**Information supplied:**
******

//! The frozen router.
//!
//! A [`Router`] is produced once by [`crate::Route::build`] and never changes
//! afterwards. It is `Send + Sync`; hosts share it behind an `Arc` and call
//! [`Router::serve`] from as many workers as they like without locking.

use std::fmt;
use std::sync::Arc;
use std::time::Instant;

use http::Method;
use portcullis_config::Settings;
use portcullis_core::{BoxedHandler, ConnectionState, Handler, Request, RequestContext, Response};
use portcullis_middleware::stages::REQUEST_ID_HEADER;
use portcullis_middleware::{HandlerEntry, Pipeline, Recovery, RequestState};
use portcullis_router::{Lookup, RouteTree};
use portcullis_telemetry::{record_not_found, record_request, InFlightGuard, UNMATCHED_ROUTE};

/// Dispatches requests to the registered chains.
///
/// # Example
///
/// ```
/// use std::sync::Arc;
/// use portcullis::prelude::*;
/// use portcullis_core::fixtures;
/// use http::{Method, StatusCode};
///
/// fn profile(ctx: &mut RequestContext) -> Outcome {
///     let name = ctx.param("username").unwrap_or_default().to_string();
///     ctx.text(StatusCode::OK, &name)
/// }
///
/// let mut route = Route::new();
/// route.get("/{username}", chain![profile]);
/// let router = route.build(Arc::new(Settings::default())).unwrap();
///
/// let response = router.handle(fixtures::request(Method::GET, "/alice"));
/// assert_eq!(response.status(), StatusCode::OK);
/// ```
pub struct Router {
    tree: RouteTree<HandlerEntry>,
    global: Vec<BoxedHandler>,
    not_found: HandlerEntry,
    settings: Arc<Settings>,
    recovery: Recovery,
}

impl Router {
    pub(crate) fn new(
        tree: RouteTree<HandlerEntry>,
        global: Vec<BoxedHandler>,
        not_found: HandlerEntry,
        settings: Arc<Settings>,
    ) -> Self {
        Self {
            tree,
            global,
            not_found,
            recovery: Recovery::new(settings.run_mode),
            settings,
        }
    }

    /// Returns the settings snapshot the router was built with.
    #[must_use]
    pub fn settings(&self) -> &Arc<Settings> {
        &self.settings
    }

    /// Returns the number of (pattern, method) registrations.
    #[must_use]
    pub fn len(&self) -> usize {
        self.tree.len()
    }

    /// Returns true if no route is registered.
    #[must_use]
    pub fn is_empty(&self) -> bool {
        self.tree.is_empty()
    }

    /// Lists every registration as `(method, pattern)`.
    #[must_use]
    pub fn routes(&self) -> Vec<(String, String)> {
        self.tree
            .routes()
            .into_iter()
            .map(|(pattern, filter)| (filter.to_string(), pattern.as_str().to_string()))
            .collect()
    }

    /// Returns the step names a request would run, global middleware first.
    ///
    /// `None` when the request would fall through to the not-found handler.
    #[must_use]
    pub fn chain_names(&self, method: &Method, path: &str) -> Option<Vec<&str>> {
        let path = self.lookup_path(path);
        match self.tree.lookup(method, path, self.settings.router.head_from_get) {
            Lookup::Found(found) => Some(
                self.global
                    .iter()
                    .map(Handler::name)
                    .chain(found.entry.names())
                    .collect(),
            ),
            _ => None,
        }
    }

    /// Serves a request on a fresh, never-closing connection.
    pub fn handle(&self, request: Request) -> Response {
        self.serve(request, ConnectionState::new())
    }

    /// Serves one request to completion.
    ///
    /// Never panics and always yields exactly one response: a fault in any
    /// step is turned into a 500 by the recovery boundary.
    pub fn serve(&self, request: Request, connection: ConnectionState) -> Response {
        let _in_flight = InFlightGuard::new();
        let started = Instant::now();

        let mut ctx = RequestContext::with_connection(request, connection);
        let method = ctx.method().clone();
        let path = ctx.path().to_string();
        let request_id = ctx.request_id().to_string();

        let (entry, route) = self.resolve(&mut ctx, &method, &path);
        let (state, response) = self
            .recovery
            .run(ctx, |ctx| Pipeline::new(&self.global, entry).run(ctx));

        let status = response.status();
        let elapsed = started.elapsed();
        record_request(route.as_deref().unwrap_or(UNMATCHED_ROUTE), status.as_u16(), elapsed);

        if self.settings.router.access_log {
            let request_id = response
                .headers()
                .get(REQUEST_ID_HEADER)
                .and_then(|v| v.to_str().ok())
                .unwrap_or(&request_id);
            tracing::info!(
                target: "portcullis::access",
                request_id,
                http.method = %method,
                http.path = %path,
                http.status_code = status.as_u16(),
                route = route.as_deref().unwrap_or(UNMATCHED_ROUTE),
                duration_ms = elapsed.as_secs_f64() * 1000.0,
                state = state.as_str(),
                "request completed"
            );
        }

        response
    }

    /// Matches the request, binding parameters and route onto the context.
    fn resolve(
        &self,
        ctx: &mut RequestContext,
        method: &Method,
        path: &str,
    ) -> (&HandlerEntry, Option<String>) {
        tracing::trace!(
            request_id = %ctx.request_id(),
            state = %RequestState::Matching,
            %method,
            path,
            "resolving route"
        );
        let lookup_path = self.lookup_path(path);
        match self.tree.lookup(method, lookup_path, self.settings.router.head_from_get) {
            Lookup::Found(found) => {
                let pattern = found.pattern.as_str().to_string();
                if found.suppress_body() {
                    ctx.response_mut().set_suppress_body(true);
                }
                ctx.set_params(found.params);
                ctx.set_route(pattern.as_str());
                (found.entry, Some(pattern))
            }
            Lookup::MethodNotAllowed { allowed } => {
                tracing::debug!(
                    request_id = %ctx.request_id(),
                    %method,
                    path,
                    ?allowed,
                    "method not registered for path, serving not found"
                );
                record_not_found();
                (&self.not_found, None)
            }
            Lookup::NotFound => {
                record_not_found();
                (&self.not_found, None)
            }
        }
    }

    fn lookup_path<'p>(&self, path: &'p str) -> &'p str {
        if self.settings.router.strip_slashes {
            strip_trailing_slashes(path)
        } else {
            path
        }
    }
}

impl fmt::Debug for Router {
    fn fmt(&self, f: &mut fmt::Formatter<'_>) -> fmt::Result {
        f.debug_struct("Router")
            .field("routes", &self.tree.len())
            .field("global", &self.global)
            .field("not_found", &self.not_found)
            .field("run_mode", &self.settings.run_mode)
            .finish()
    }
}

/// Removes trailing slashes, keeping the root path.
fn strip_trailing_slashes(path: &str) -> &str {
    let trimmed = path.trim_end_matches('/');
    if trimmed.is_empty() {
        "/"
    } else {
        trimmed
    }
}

******

Please print verbatim each line from the first line of the entries above to the line that contains "afterwards. It is", inclusive, and nothing more.

**Solution below:**
//! The frozen router.
//!
//! A [`Router`] is produced once by [`crate::Route::build`] and never changes
//! afterwards. It is `Send + Sync`; hosts share it behind an `Arc` and call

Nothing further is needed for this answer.